Nearest Neighbour classification (Quick Introduction)

Idea: Things that are alike are likely to have similar properties.
ML uses this principle to classify data by placing it in the same category or similar, or “nearest” neighbours.
Computers apply a human like ability to recall past experiences to make conclusions about current circumstances.
Nearest neighbour methods are based on a simple idea, yet they can be extremely powerful.
In general, well suited for classification tasks.
If a concept is difficult to define, but you know it when you see it, then nearest neighbours might be appropriate.
If the data is noisy and thus no clear distinction exists among the groups, nearest neighbour algorithms may struggle to identify the class boundaries.

k-NN Algorithm

K-nearest neighbor (KNN) is a very simple algorithm in which each observation is predicted based on its “similarity” to other observations.
The letter k is a variable term implying that any number of nearest neighbors could be used.
After choosing k, the algorithm requires a training dataset made up of examples that have been classified into several categories, as labeled by a nominal variable
Unlike most methods in ML, KNN is a memory-based algorithm and cannot be summarized by a closed-form model.

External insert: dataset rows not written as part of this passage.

//! CIE XYZ and L*a*b* conversions of single colors.
//!
//! RGB is sRGB with channels in [0, 255], XYZ is scaled to [0, 100] and L*a*b* is
//! relative to the D65 reference white.

/// D65 reference white in XYZ.
const REF_WHITE: [f64; 3] = [95.047, 100.0, 108.883];

const RGB_TO_XYZ: [[f64; 3]; 3] = [
    [0.4124564, 0.3575761, 0.1804375],
    [0.2126729, 0.7151522, 0.0721750],
    [0.0193339, 0.1191920, 0.9503041],
];

const XYZ_TO_RGB: [[f64; 3]; 3] = [
    [3.2404542, -1.5371385, -0.4985314],
    [-0.9692660, 1.8760108, 0.0415560],
    [0.0556434, -0.2040259, 1.0572252],
];

const LAB_EPSILON: f64 = 0.008856;
const LAB_KAPPA: f64 = 7.787;
const LAB_OFFSET: f64 = 16.0 / 116.0;

fn mat_mul(m: &[[f64; 3]; 3], v: [f64; 3]) -> [f64; 3] {
    m.map(|row| row[0] * v[0] + row[1] * v[1] + row[2] * v[2])
}

fn srgb_to_linear(c: f64) -> f64 {
    if c > 0.04045 {
        ((c + 0.055) / 1.055).powf(2.4)
    } else {
        c / 12.92
    }
}

fn linear_to_srgb(c: f64) -> f64 {
    let c = c.max(0.0);
    if c > 0.0031308 {
        1.055 * c.powf(1.0 / 2.4) - 0.055
    } else {
        12.92 * c
    }
}

/// Convert an sRGB color to CIE XYZ.
///
/// # Example
///
/// ```
/// use imlab_imgproc::color::xyz_from_rgb;
///
/// let [x, y, z] = xyz_from_rgb([255.0, 255.0, 255.0]);
/// assert!((x - 95.047).abs() < 1e-2);
/// assert!((y - 100.0).abs() < 1e-2);
/// assert!((z - 108.883).abs() < 1e-2);
/// ```
pub fn xyz_from_rgb(rgb: [f64; 3]) -> [f64; 3] {
    let linear = rgb.map(|c| srgb_to_linear(c / 255.0));
    mat_mul(&RGB_TO_XYZ, linear).map(|c| c * 100.0)
}

/// Convert a CIE XYZ color to sRGB.
///
/// Negative linear components are clamped to zero. The result is not clamped above, so
/// out of gamut colors may exceed 255.
pub fn rgb_from_xyz(xyz: [f64; 3]) -> [f64; 3] {
    let linear = mat_mul(&XYZ_TO_RGB, xyz.map(|c| c / 100.0));
    linear.map(|c| linear_to_srgb(c) * 255.0)
}

/// Convert a CIE XYZ color to CIE L*a*b*.
pub fn lab_from_xyz(xyz: [f64; 3]) -> [f64; 3] {
    let f = |t: f64| {
        if t > LAB_EPSILON {
            t.cbrt()
        } else {
            LAB_KAPPA * t + LAB_OFFSET
        }
    };

    let fx = f(xyz[0] / REF_WHITE[0]);
    let fy = f(xyz[1] / REF_WHITE[1]);
    let fz = f(xyz[2] / REF_WHITE[2]);

    [116.0 * fy - 16.0, 500.0 * (fx - fy), 200.0 * (fy - fz)]
}

/// Convert a CIE L*a*b* color to CIE XYZ.
pub fn xyz_from_lab(lab: [f64; 3]) -> [f64; 3] {
    let [l, a, b] = lab;
    let fy = (l + 16.0) / 116.0;
    let fx = a / 500.0 + fy;
    let fz = fy - b / 200.0;

    let finv = |t: f64| {
        let t3 = t * t * t;
        if t3 > LAB_EPSILON {
            t3
        } else {
            (t - LAB_OFFSET) / LAB_KAPPA
        }
    };

    [
        REF_WHITE[0] * finv(fx),
        REF_WHITE[1] * finv(fy),
        REF_WHITE[2] * finv(fz),
    ]
}

/// Convert an sRGB color to CIE L*a*b*.
pub fn lab_from_rgb(rgb: [f64; 3]) -> [f64; 3] {
    lab_from_xyz(xyz_from_rgb(rgb))
}

/// Convert a CIE L*a*b* color to sRGB.
pub fn rgb_from_lab(lab: [f64; 3]) -> [f64; 3] {
    rgb_from_xyz(xyz_from_lab(lab))
}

Measuring similarity in distance

Locating the nearest neighbours require a distance function; measuring similarity between two instances
k-NN uses Euclidean distance, a distance between two points. Euclidean distance is measured as the shortest direct route.
For p and q instances (to be compared) with n features

\[\begin{equation} dist(p,q)=\sqrt{(p_{1}-q_{1})^{2}+(p_{2}-q_{2})^{2}+\ldots+(p_{n}-q_{n})^{2}} \tag{14.2} \end{equation}\]

Choosing k

The balance between overfitting and underfitting the training data is a problem known as the bias-variance tradeoff.
Choosing a large k reduces the impact or variance caused by noisy data but can bias the learner such that it runs the risk of ignoring small, but important patterns.
There is no general rule about the best k as it depends greatly on the nature of the data.
A grid search can be performed to assess the best value of k
Grid Search: A grid search is an automated approach to searching across many combinations of hyperparameter values.
- A grid search would predefine a candidate set of values for k (e.g., k=1,2,…,j ) and perform a resampling method (e.g., k-fold CV) to estimate which k value generalizes the best to unseen data.
The caret package can be used to implement the knn method.

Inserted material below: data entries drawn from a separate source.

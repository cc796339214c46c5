use imlab_image::{Image, ImageError};

use crate::parallel;

/// Stretch every channel of an image linearly to the full [0, 255] range.
///
/// Each channel is mapped independently with `255 * (v - min) / (max - min)`, computed
/// in single precision and truncated. A flat channel (`min == max`) is copied
/// unchanged.
///
/// # Arguments
///
/// * `src` - The input image.
/// * `dst` - The output image.
///
/// # Errors
///
/// Returns an error if the sizes of `src` and `dst` do not match.
///
/// # Example
///
/// ```
/// use imlab_image::Image;
/// use imlab_imgproc::enhance::linear_contrast_stretch;
///
/// let image = Image::<u8, 1>::new([3, 1].into(), vec![50, 100, 150]).unwrap();
/// let mut stretched = Image::<u8, 1>::from_size_val(image.size(), 0).unwrap();
///
/// linear_contrast_stretch(&image, &mut stretched).unwrap();
/// assert_eq!(stretched.as_slice(), &[0, 127, 255]);
/// ```
pub fn linear_contrast_stretch<const C: usize>(
    src: &Image<u8, C>,
    dst: &mut Image<u8, C>,
) -> Result<(), ImageError> {
    if src.size() != dst.size() {
        return Err(ImageError::InvalidImageSize(
            src.cols(),
            src.rows(),
            dst.cols(),
            dst.rows(),
        ));
    }

    let mut min = [u8::MAX; C];
    let mut max = [u8::MIN; C];
    for pixel in src.as_slice().chunks_exact(C) {
        for (c, &v) in pixel.iter().enumerate() {
            min[c] = min[c].min(v);
            max[c] = max[c].max(v);
        }
    }

    log::debug!("linear stretch: channel ranges min={min:?} max={max:?}");

    parallel::par_iter_rows(src, dst, |src_pixel, dst_pixel| {
        for c in 0..C {
            let v = src_pixel[c];
            dst_pixel[c] = if min[c] == max[c] {
                v
            } else {
                let range = (max[c] - min[c]) as f32;
                (255.0 * (v - min[c]) as f32 / range) as u8
            };
        }
    });

    Ok(())
}

/// Pull every value of an image towards mid gray.
///
/// dst(x,y,c) = 128 + factor * (src(x,y,c) - 128)
///
/// The result is clipped to [0, 255] and truncated.
///
/// # Arguments
///
/// * `src` - The input image.
/// * `dst` - The output image.
/// * `factor` - The contrast factor, `1.0` keeps the image unchanged.
pub fn reduce_contrast<const C: usize>(
    src: &Image<u8, C>,
    dst: &mut Image<u8, C>,
    factor: f32,
) -> Result<(), ImageError> {
    if src.size() != dst.size() {
        return Err(ImageError::InvalidImageSize(
            src.cols(),
            src.rows(),
            dst.cols(),
            dst.rows(),
        ));
    }

    parallel::par_iter_rows_val(src, dst, |&src_val, dst_val| {
        let v = 128.0 + factor * (src_val as f32 - 128.0);
        *dst_val = v.clamp(0.0, 255.0) as u8;
    });

    Ok(())
}

/// Multiply every value of an image by a constant factor.
///
/// Factors below one darken the image and factors above one overexpose it. The result is
/// clipped to [0, 255] and truncated.
///
/// # Arguments
///
/// * `src` - The input image.
/// * `dst` - The output image.
/// * `factor` - The intensity factor.
pub fn scale_intensity<const C: usize>(
    src: &Image<u8, C>,
    dst: &mut Image<u8, C>,
    factor: f32,
) -> Result<(), ImageError> {
    if src.size() != dst.size() {
        return Err(ImageError::InvalidImageSize(
            src.cols(),
            src.rows(),
            dst.cols(),
            dst.rows(),
        ));
    }

    parallel::par_iter_rows_val(src, dst, |&src_val, dst_val| {
        *dst_val = (src_val as f32 * factor).clamp(0.0, 255.0) as u8;
    });

    Ok(())
}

The next section demonstrate an application of Logistic Regression and KNN using an example from the applied finance domain.

14.3 Forecasting Stock Price Movement using ML

Topic-7 provided an introduction to using R for creating Technical Indicators for traded assets. This example uses selected indicators to predict the direction of the price movement, i.e., if the prices will be higher or lower the next day. Various studies have evaluated ML methods to predict the price direction or return, for example, Shynkevich, McGinnity, Coleman, Belatreche, & Li (2017) examined indicators like SMA, EMA etc on various forecast horizons and window lengths.

The example will use the closing prices of a stock (BHP in this case) to create the following Technical Indicators
Lag of 5 Days Simple Moving Average : Moving averages are the simplest among all indicators: they show the average price level for you on a rolling basis.
Lag 5 Days Exponential Moving Average: The difference between SMA and EMA is that SMA weighs all candles equally whereas EMA gives exponential weights – hence the name: it overweights recent days to previous ones.
MACD: Moving Average Convergence Divergence: Uses EMA of 26 and 12 days. Designed to reveal changes in strength, direction, momentum and duration of a trend in stock price.
Lag of Log Returns
Lag of RSI: Momentum oscillator that measures the speed and change of price movements. Ranges from zero to 100. Can be used to identify general trends.
The response (dependent) variable is constructed based on the previous day(s) prices. Here we use the following indicator:

\[\begin{equation} 1 \rightarrow P_{t}\geq P_{t-5}\\ 0\, otherswise \tag{14.3} \end{equation}\]

14.3.1 Data & Indicators

library(quantmod)
library(TTR)
library(xts)  #required as the data was saved as an xts object
d_bhp = readRDS("data/bhp_prices.rds")
d_bhp = d_bhp$BHP.AX.Close  #select close prices
colnames(d_bhp) = "Price"


# SMA
sma5 = lag(SMA(d_bhp, n = 5))  #notice the use of the lag function to take lagged values
# EMA
ema5 = lag(EMA(d_bhp, n = 5))
# MACD
macd1 = lag(MACD(d_bhp))
# RSI
rsi1 = lag(RSI(d_bhp, 5))
# log returns
ret1 = lag(dailyReturn(d_bhp, type = "log"))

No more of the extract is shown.